The finished communiqué was signed on the evening of February 27, 1972 at the Jinjiang Hotel in Shanghai. Nixon left China the following morning.

== Document ==
The document covers three main aspects for the United States and China. The United States formally acknowledged that "all Chinese on either side of the Taiwan Strait maintain there is but one China". The use of the word "acknowledge" rather than "accept" is often cited as an example of the United States' ambiguous position regarding the future of Taiwan. American negotiators used the term "acknowledge" to refer to knowledge and understanding (renshi dao (认识到) in Chinese), but it was translated into Chinese by their Chinese counterparts as cheng ren (承认), which meant recognition and acceptance, a much stronger term. The discrepancy has been cited as an example of how the Chinese government has applied the Maoist doctrine of protracted war. In the communique, there is an excerpt that explains what bilateral trade would mean between the two countries. In the text it states, "Both sides view bilateral trade as another area from which mutual benefit can be derived, and agreed that economic relations based on equality and mutual respect are in the interest of the peoples of the two countries. They agree to facilitate the progressive development of trade between their two countries."
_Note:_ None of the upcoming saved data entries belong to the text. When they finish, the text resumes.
use std::sync::{Arc, Mutex};

use approx::assert_abs_diff_eq;
use ndarray::{Axis, s};

use rust_stacknet::{
    Activation, Activations, BackpropType, DataSet, ListBatchIterator, Loss, LossOutput,
    Network, NetworkBuilder, NetworkConfig, Node, Result, SimpleRnn, Tensor, TrainingListener,
    Updater, WorkspaceKind, segment_ranges, tensor,
};

/// Leaves the parameters untouched so segment states can be compared with a single pass.
#[derive(Debug, Clone)]
struct NoUpdate;

impl Updater for NoUpdate {
    fn update(&mut self, gradient: &mut [f32], _iteration: u64, _epoch: u64) -> Result<()> {
        gradient.fill(0.0);
        Ok(())
    }

    fn state_view(&self) -> Tensor {
        tensor::zeros(&[1, 0])
    }

    fn set_state_view(&mut self, _state: &Tensor) -> Result<()> {
        Ok(())
    }

    fn box_clone(&self) -> Box<dyn Updater> {
        Box::new(self.clone())
    }
}

/// Records the recurrent layer's output at the last step of every forward pass.
#[derive(Debug, Clone, Default)]
struct LastStep(Arc<Mutex<Vec<Tensor>>>);

impl TrainingListener for LastStep {
    fn on_forward_pass(&mut self, activations: &[Activations]) {
        let rnn = &activations[1].tensor;
        let t = rnn.shape()[2];
        let last = rnn.index_axis(Axis(2), t - 1).to_owned().into_shared();
        self.0.lock().unwrap().push(last);
    }
}

const STEPS: usize = 100;

fn sequence() -> DataSet {
    let features: Vec<f32> = (0..2 * 2 * STEPS)
        .map(|i| ((i * 37 % 23) as f32 / 11.0) - 1.0)
        .collect();
    let labels: Vec<f32> = (0..2 * STEPS).map(|i| ((i % 5) as f32) / 5.0).collect();
    DataSet::new(
        tensor::from_vec(&[2, 2, STEPS], features).unwrap(),
        tensor::from_vec(&[2, 1, STEPS], labels).unwrap(),
    )
    .unwrap()
}

fn network(fwd: usize) -> Network {
    let config = NetworkConfig {
        backprop_type: BackpropType::TruncatedBptt,
        tbptt_fwd_length: fwd,
        tbptt_back_length: fwd,
        seed: 5,
        ..NetworkConfig::default()
    };
    NetworkBuilder::new(config)
        .layer(Node::recurrent(SimpleRnn::new(2, 4, Activation::Tanh)))
        .layer(Node::output(LossOutput::new(4, 1, Activation::Identity, Loss::Mse)))
        .build()
        .unwrap()
}

#[test]
fn segments_are_contiguous_and_the_last_may_be_short() {
    assert_eq!(segment_ranges(100, 30), vec![0..30, 30..60, 60..90, 90..100]);
    assert_eq!(segment_ranges(60, 30), vec![0..30, 30..60]);
    assert_eq!(segment_ranges(7, 10), vec![0..7]);
}

#[test]
fn state_after_each_segment_matches_a_full_pass() {
    let ds = sequence();
    let mut net = network(30);
    net.set_updater(Box::new(NoUpdate));
    let recorder = LastStep::default();
    let seen = Arc::clone(&recorder.0);
    net.add_listener(recorder);

    let report = net.fit_iter(&mut ListBatchIterator::new(vec![ds.clone()])).unwrap();
    assert_eq!(report.iterations, 4);

    let full = net
        .feed_forward(Activations::new(ds.features.clone()), false)
        .unwrap();
    let hidden = &full[1].tensor;

    let seen = seen.lock().unwrap();
    assert_eq!(seen.len(), 4);
    for (segment, end) in [30, 60, 90, 100].into_iter().enumerate() {
        let expected = hidden.index_axis(Axis(2), end - 1);
        for (a, b) in seen[segment].iter().zip(expected.iter()) {
            assert_abs_diff_eq!(*a, *b, epsilon = 1e-5);
        }
    }
}

#[test]
fn state_does_not_leak_out_of_a_training_call() {
    let mut net = network(30);
    net.truncated_bptt(&sequence()).unwrap().unwrap();
    let state = net.rnn_get_previous_state(0).unwrap().unwrap();
    assert!(state.is_empty());
    assert_eq!(net.config().iteration_count, 4);
}

#[test]
fn time_steps_reproduce_the_full_sequence_output() {
    let ds = sequence();
    let mut net = network(30);
    let full = net.output(&ds.features, false).unwrap();

    net.rnn_clear_previous_state();
    for t in 0..STEPS {
        let step = ds.features.index_axis(Axis(2), t).to_owned().into_shared();
        let out = net.rnn_time_step(&step).unwrap();
        assert_eq!(out.shape(), &[2, 1]);
        let expected = full.index_axis(Axis(2), t);
        for (a, b) in out.iter().zip(expected.iter()) {
            assert_abs_diff_eq!(*a, *b, epsilon = 1e-4);
        }
    }
    assert!(net.input().is_none());

    let state = net.rnn_get_previous_state(0).unwrap().unwrap();
    assert_eq!(state.get("h").unwrap().shape(), &[2, 4]);
    net.rnn_clear_previous_state();
    assert!(net.rnn_get_previous_state(0).unwrap().unwrap().is_empty());
    assert_eq!(net.rnn_get_previous_state(1).unwrap(), None);
}

#[test]
fn stored_state_can_be_set_and_is_not_written_by_stored_state_activation() {
    let ds = sequence();
    let mut net = network(30);
    let start = tensor::from_vec(&[2, 4], vec![0.5; 8]).unwrap();
    let mut state = rust_stacknet::RnnState::new();
    state.insert("h", start.clone());
    net.rnn_set_previous_state(0, state).unwrap();

    let acts = net
        .rnn_activate_using_stored_state(&Activations::new(ds.features.clone()), false, false)
        .unwrap();
    assert_eq!(acts.len(), 3);
    let after = net.rnn_get_previous_state(0).unwrap().unwrap();
    assert_eq!(after.get("h").unwrap(), &start);

    let mut plain = network(30);
    let zero_start = plain.feed_forward(Activations::new(ds.features), false).unwrap();
    assert_ne!(acts[1].tensor, zero_start[1].tensor);
}

#[test]
fn carried_state_lives_in_the_tbptt_arena_for_one_call() {
    let mut net = network(30);
    net.truncated_bptt(&sequence()).unwrap().unwrap();
    let tbptt = net.workspaces(true).arena(WorkspaceKind::Tbptt);
    assert_eq!(tbptt.cycles(), 1);
    assert_eq!(tbptt.depth(), 0);
    assert_eq!(tbptt.live_count(), 0);
    // One [2, 4] hidden state carried across each boundary.
    assert_eq!(tbptt.peak(), 8);

    net.truncated_bptt(&sequence()).unwrap().unwrap();
    assert_eq!(net.workspaces(true).arena(WorkspaceKind::Tbptt).cycles(), 2);
}

/// `sequence()` with steps 25..35 of every example masked out and overwritten with `fill`.
fn gapped(fill: f32) -> DataSet {
    let base = sequence();
    let mut features = base.features.to_owned();
    let mut labels = base.labels.unwrap().to_owned();
    let mut mask = vec![1.0_f32; 2 * STEPS];
    for b in 0..2 {
        for t in 25..35 {
            mask[b * STEPS + t] = 0.0;
            features.slice_mut(s![b, .., t]).fill(fill);
            labels[[b, 0, t]] = -fill;
        }
    }
    let mask = tensor::from_vec(&[2, STEPS], mask).unwrap();
    DataSet::with_masks(
        features.into_shared(),
        Some(labels.into_shared()),
        Some(mask.clone()),
        Some(mask),
    )
    .unwrap()
}

#[test]
fn masked_steps_contribute_nothing_across_segment_boundaries() {
    let mut results = Vec::new();
    for fill in [0.0, 7.5, -40.0] {
        let mut net = network(30);
        let score = net.truncated_bptt(&gapped(fill)).unwrap().unwrap();
        results.push((net.params(), score));
    }
    assert_eq!(results[0], results[1]);
    assert_eq!(results[1], results[2]);

    // The same edit on unmasked steps does change training.
    let mut unmasked = sequence();
    let mut labels = unmasked.labels.take().unwrap().to_owned();
    labels[[0, 0, 31]] = 40.0;
    unmasked.labels = Some(labels.into_shared());
    let mut net = network(30);
    net.truncated_bptt(&unmasked).unwrap().unwrap();
    let mut plain = network(30);
    plain.truncated_bptt(&sequence()).unwrap().unwrap();
    assert_ne!(net.params(), plain.params());
}

#[test]
fn example_scores_sum_unmasked_steps() {
    let mut net = network(30);
    let ds = gapped(3.0);
    let per_example = net.score_examples(&ds).unwrap().unwrap();
    assert_eq!(per_example.shape(), &[2, 1]);
    let score = net.score_dataset(&ds).unwrap().unwrap();
    assert_abs_diff_eq!(per_example.sum() / 2.0, score, epsilon = 1e-4);

    // Changing what sits under the mask changes no example's score.
    assert_eq!(net.score_examples(&gapped(-8.0)).unwrap().unwrap(), per_example);
}
impl Workspaces {
    pub fn new(mode: WorkspaceMode, cache_mode: CacheMode) -> Result<Self> {
        let mut ws = Self {
            mode,
            ..Self::default()
        };
        if mode == WorkspaceMode::None {
            return Ok(ws);
        }
        ws.external = Workspace::new(WorkspaceKind::External, WorkspaceConfig::external())?;
        ws.tbptt = Workspace::new(WorkspaceKind::Tbptt, WorkspaceConfig::tbptt())?;
        if mode == WorkspaceMode::Separate {
            ws.feed_forward =
                Workspace::new(WorkspaceKind::FeedForward, WorkspaceConfig::feed_forward())?;
        }
        match cache_mode {
            CacheMode::None => {}
            CacheMode::Host => {
                let mut cache = Workspace::new(WorkspaceKind::Cache, WorkspaceConfig::cache())?;
                cache.set_mirroring_policy(MirroringPolicy::HostOnly);
                ws.cache = cache;
            }
            CacheMode::Device => {
                ws.cache = Workspace::new(WorkspaceKind::Cache, WorkspaceConfig::cache())?;
            }
        }
        Ok(ws)
    }

    #[inline]
    pub fn mode(&self) -> WorkspaceMode {
        self.mode
    }

    pub fn arena(&self, kind: WorkspaceKind) -> &Workspace {
        match kind {
            WorkspaceKind::External => &self.external,
            WorkspaceKind::FeedForward => &self.feed_forward,
            WorkspaceKind::Tbptt => &self.tbptt,
            WorkspaceKind::Cache => &self.cache,
        }
    }

    pub fn arena_mut(&mut self, kind: WorkspaceKind) -> &mut Workspace {
        match kind {
            WorkspaceKind::External => &mut self.external,
            WorkspaceKind::FeedForward => &mut self.feed_forward,
            WorkspaceKind::Tbptt => &mut self.tbptt,
            WorkspaceKind::Cache => &mut self.cache,
        }
    }

    /// Run `f` with every arena in `kinds` scoped, outermost first.
    ///
    /// Scopes close in reverse order whether `f` succeeds or fails.
    pub fn scoped<T>(
        &mut self,
        kinds: &[WorkspaceKind],
        f: impl FnOnce(&mut Workspaces) -> Result<T>,
    ) -> Result<T> {
        for &kind in kinds {
            self.arena_mut(kind).open_frame();
        }
        self.hand_back_buffers();
        let out = f(self);
        for &kind in kinds.iter().rev() {
            self.arena_mut(kind).close_frame();
        }
        self.hand_back_buffers();
        out
    }

    /// With separate workspaces every layer allocation happens in the feed-forward arena, so
    /// storage reclaimed by the arenas its results were promoted into goes back there.
    fn hand_back_buffers(&mut self) {
        if self.mode != WorkspaceMode::Separate {
            return;
        }
        let Workspaces {
            external,
            feed_forward,
            tbptt,
            cache,
            ..
        } = self;
        for arena in [external, tbptt, cache] {
            arena.transfer_pool(feed_forward);
        }
    }

    /// One layer step: run `f` in a fresh nested scope and promote its result out of it.
    ///
    /// With separate workspaces the scope lives in the feed-forward arena and results move into
    /// the external arena; otherwise the scope nests inside the external arena itself.
    pub fn micro_step<T: Leverage>(
        &mut self,
        f: impl FnOnce(&mut Workspace) -> Result<T>,
    ) -> Result<T> {
        match self.mode {
            WorkspaceMode::Separate => {
                let Workspaces {
                    feed_forward,
                    external,
                    ..
                } = self;
                let mut scope = feed_forward.enter_scope();
                let out = f(&mut *scope)?;
                out.leverage(&mut *scope, Some(external))
            }
            WorkspaceMode::Single | WorkspaceMode::None => {
                let mut scope = self.external.enter_scope();
                let out = f(&mut *scope)?;
                out.leverage(&mut *scope, None)
            }
        }
    }

    /// Size every idle arena from what it has observed so far.
    pub fn initialize_all(&mut self) {
        self.external.initialize_workspace();
        self.feed_forward.initialize_workspace();
        self.tbptt.initialize_workspace();
        self.cache.initialize_workspace();
    }
}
The communiqué also included wishes of a peaceful coexistence and to expand the economic and cultural contacts between the two nations through bilateral trade, although no concrete steps were mentioned. Both nations agreed in the communiqué to increase "people-to-people contacts" and commerce prospects while also working toward the "normalization" of relations. The communiqué stated that the normalization of relations would contribute "to the relaxation of tension in Asia and the world". In the communique it states, "... The two sides agreed that countries, regardless of their social systems, should conduct their relations on the principles of respect for the sovereignty and territorial integrity of all states, non-aggression against other states, non-interference in the internal affairs of other states, equality and mutual benefit, and peaceful coexistence."

Each country had something to gain from the communiqué. For the United States, this represented a geopolitical realignment to counter-balance Soviet influence. This alignment significantly weakened the Soviet Union's strategic position in the Cold War and would become the demise of the Soviet Union and Soviet Bloc. The Communiqué made it possible for the United States to reorient its foreign policy and successfully isolate the Soviet Union. The Soviets now faced enemies on both the eastern and western fronts as a result of the Sino-American collaboration which upset the balance of power. This was especially clear during the arms race when the United States confronted China during negotiations with the Soviet Union on arms control, pushing them to take a defensive stance. Within the Communist bloc, ideological divisions were revealed and widened by the Shanghai Communiqué. Soviet hegemony was challenged by the distinct courses taken by countries like Yugoslavia and Romania. The communique exposed the fact that not all Communist nations adopted Moscow's policies, undermining the legitimacy of Soviet doctrine and its capacity to keep its allies united. Nixon's visit significantly changed the global power dynamics by opening the door to new trade opportunities with China and may have brought an end to the Cold War in East Asia. This would also open up opportunities for greater influence in China through engagement. On the other hand, China saw the end of their diplomatic isolation from the United States and gained international recognition. China also regained the seat in the United Nations from Taiwan.

== Legacy ==

"[W]hat we have said in that
communiqué is not nearly as important as what we will do in the years ahead to build a
bridge across 16,000 miles and 22 years of hostility which have divided us in the past."
— Richard Nixon, speaking at a Shanghai banquet shortly after the issuing of the communiqué, February 27, 1972

The Shanghai Communiqué represented the United States' first direct public diplomatic negotiations with People's Republic of China since its 1949 founding.

After the signing of the communiqué, political scientist Lucian Pye said that in contrast to American practices, "the Chinese do not treat the signing of a contract as signaling a complete agreement; rather they conceive of the relationship in longer and more continuous terms, and will not hesitate to suggest modifications immediately on the heels of an agreement."

In a March 1972 visit to Taipei, US diplomat Marshall Green argued to Taiwanese Foreign Minister Chow Shu-Kai that the acceptance of the communiqué represented a change in PRC priorities. Namely, Green argued the communiqué demonstrated that the PRC valued peace with the United States above confrontation with Taiwan, and subsequently increased the security of Taiwan.

William F. Buckley Jr., the conservative anti-communist commentator who accompanied Nixon on the trip, was critical, however. He wrote an extensive attack in National Review of March 1972, calling the Communiqué a "staggering capitulation" that represented the loss of "any remaining sense of moral mission in the world."

The aftermath of the Watergate scandal later in 1972 led Nixon to deprioritize further diplomatic efforts with the PRC.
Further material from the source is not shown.